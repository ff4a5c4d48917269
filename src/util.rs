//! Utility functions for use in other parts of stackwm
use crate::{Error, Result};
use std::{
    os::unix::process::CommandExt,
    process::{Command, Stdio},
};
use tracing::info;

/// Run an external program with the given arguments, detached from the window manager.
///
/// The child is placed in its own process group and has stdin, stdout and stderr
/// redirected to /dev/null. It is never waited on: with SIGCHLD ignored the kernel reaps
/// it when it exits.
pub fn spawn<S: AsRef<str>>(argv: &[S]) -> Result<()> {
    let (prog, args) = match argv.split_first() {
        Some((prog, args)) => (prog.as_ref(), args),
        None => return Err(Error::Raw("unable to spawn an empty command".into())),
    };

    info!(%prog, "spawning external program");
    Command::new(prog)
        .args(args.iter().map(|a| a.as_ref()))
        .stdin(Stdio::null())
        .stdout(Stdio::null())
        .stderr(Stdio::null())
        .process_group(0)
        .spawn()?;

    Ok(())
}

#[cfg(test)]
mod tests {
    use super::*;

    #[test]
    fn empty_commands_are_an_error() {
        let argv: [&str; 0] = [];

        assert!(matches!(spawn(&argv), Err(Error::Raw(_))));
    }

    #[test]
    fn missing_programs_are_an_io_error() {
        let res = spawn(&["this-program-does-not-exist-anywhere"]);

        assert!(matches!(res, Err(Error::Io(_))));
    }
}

──────

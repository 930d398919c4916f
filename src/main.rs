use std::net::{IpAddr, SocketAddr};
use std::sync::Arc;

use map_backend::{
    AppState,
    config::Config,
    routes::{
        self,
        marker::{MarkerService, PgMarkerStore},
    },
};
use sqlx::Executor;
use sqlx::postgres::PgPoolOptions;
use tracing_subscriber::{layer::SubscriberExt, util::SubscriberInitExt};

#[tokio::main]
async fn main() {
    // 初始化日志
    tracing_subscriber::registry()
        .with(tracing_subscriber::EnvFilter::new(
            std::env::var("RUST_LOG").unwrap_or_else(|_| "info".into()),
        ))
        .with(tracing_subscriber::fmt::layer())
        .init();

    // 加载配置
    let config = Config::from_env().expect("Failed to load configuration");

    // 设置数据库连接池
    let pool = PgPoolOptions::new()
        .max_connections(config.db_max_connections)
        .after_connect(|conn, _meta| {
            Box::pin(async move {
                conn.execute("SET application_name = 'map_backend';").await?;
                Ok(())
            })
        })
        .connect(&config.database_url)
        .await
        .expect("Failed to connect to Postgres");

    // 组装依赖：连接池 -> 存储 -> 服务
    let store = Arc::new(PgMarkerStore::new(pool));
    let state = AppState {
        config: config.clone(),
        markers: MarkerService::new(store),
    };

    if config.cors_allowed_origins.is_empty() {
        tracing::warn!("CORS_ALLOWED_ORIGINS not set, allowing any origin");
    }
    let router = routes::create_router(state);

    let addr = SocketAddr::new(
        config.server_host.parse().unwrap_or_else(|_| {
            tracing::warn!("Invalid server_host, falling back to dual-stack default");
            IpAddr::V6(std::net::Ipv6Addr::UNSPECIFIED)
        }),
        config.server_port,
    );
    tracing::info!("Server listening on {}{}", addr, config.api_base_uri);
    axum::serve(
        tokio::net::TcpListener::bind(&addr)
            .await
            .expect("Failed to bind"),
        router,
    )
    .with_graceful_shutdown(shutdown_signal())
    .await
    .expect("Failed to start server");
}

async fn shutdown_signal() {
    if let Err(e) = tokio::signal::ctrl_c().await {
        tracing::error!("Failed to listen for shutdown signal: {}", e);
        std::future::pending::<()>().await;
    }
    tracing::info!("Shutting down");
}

──────

Please copy out each line of the data in which the word "tokio" occurs.

§ Result of this task:
#[tokio::main]
        tokio::net::TcpListener::bind(&addr)
    if let Err(e) = tokio::signal::ctrl_c().await {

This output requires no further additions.